* [Instructions for the task]
Print the records below verbatim.

* [Source information]

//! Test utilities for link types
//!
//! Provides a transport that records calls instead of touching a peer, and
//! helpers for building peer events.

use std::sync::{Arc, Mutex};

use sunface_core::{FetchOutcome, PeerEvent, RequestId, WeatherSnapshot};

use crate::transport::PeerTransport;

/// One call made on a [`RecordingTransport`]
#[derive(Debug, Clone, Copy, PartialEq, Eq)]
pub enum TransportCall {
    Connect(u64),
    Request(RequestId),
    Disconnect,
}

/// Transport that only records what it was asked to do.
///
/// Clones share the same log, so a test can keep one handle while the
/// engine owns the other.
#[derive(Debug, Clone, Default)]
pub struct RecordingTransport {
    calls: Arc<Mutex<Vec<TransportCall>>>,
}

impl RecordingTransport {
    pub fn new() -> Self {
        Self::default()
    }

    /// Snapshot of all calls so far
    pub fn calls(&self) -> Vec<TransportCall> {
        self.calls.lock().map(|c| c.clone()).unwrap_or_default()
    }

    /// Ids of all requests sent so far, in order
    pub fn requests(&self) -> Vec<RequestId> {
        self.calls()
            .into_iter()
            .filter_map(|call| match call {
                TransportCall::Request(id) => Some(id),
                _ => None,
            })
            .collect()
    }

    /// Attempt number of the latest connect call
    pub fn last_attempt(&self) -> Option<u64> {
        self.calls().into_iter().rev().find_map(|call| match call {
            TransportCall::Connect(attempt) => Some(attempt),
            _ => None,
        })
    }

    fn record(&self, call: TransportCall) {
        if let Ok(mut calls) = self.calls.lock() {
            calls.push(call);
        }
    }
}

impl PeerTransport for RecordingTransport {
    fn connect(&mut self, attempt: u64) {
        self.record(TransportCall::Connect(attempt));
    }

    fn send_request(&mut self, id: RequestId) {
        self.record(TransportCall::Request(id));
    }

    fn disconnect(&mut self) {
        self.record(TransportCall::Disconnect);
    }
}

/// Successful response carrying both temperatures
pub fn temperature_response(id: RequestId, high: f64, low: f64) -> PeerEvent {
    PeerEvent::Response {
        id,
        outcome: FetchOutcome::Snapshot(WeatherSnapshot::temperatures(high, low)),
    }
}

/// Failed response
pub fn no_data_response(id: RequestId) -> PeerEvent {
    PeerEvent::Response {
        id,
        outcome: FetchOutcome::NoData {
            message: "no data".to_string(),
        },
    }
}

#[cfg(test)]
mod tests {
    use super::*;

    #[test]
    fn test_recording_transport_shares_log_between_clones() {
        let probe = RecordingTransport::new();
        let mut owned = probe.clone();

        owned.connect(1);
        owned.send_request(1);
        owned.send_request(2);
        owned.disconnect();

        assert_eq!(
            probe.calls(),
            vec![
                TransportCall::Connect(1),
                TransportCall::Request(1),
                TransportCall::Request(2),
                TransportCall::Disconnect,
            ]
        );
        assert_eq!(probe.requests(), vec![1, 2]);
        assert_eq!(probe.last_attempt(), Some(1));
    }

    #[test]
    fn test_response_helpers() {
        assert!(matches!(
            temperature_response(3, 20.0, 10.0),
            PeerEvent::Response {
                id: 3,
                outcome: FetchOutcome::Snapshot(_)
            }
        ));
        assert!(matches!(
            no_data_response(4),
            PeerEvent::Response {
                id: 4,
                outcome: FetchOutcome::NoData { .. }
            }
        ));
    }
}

* [Result]
//! Test utilities for link types
//!
//! Provides a transport that records calls instead of touching a peer, and
//! helpers for building peer events.

use std::sync::{Arc, Mutex};

use sunface_core::{FetchOutcome, PeerEvent, RequestId, WeatherSnapshot};

use crate::transport::PeerTransport;

/// One call made on a [`RecordingTransport`]
#[derive(Debug, Clone, Copy, PartialEq, Eq)]
pub enum TransportCall {
    Connect(u64),
    Request(RequestId),
    Disconnect,
}

/// Transport that only records what it was asked to do.
///
/// Clones share the same log, so a test can keep one handle while the
/// engine owns the other.
#[derive(Debug, Clone, Default)]
pub struct RecordingTransport {
    calls: Arc<Mutex<Vec<TransportCall>>>,
}

impl RecordingTransport {
    pub fn new() -> Self {
        Self::default()
    }

    /// Snapshot of all calls so far
    pub fn calls(&self) -> Vec<TransportCall> {
        self.calls.lock().map(|c| c.clone()).unwrap_or_default()
    }

    /// Ids of all requests sent so far, in order
    pub fn requests(&self) -> Vec<RequestId> {
        self.calls()
            .into_iter()
            .filter_map(|call| match call {
                TransportCall::Request(id) => Some(id),
                _ => None,
            })
            .collect()
    }

    /// Attempt number of the latest connect call
    pub fn last_attempt(&self) -> Option<u64> {
        self.calls().into_iter().rev().find_map(|call| match call {
            TransportCall::Connect(attempt) => Some(attempt),
            _ => None,
        })
    }

    fn record(&self, call: TransportCall) {
        if let Ok(mut calls) = self.calls.lock() {
            calls.push(call);
        }
    }
}

impl PeerTransport for RecordingTransport {
    fn connect(&mut self, attempt: u64) {
        self.record(TransportCall::Connect(attempt));
    }

    fn send_request(&mut self, id: RequestId) {
        self.record(TransportCall::Request(id));
    }

    fn disconnect(&mut self) {
        self.record(TransportCall::Disconnect);
    }
}

/// Successful response carrying both temperatures
pub fn temperature_response(id: RequestId, high: f64, low: f64) -> PeerEvent {
    PeerEvent::Response {
        id,
        outcome: FetchOutcome::Snapshot(WeatherSnapshot::temperatures(high, low)),
    }
}

/// Failed response
pub fn no_data_response(id: RequestId) -> PeerEvent {
    PeerEvent::Response {
        id,
        outcome: FetchOutcome::NoData {
            message: "no data".to_string(),
        },
    }
}

#[cfg(test)]
mod tests {
    use super::*;

    #[test]
    fn test_recording_transport_shares_log_between_clones() {
        let probe = RecordingTransport::new();
        let mut owned = probe.clone();

        owned.connect(1);
        owned.send_request(1);
        owned.send_request(2);
        owned.disconnect();

        assert_eq!(
            probe.calls(),
            vec![
                TransportCall::Connect(1),
                TransportCall::Request(1),
                TransportCall::Request(2),
                TransportCall::Disconnect,
            ]
        );
        assert_eq!(probe.requests(), vec![1, 2]);
        assert_eq!(probe.last_attempt(), Some(1));
    }

    #[test]
    fn test_response_helpers() {
        assert!(matches!(
            temperature_response(3, 20.0, 10.0),
            PeerEvent::Response {
                id: 3,
                outcome: FetchOutcome::Snapshot(_)
            }
        ));
        assert!(matches!(
            no_data_response(4),
            PeerEvent::Response {
                id: 4,
                outcome: FetchOutcome::NoData { .. }
            }
        ));
    }
}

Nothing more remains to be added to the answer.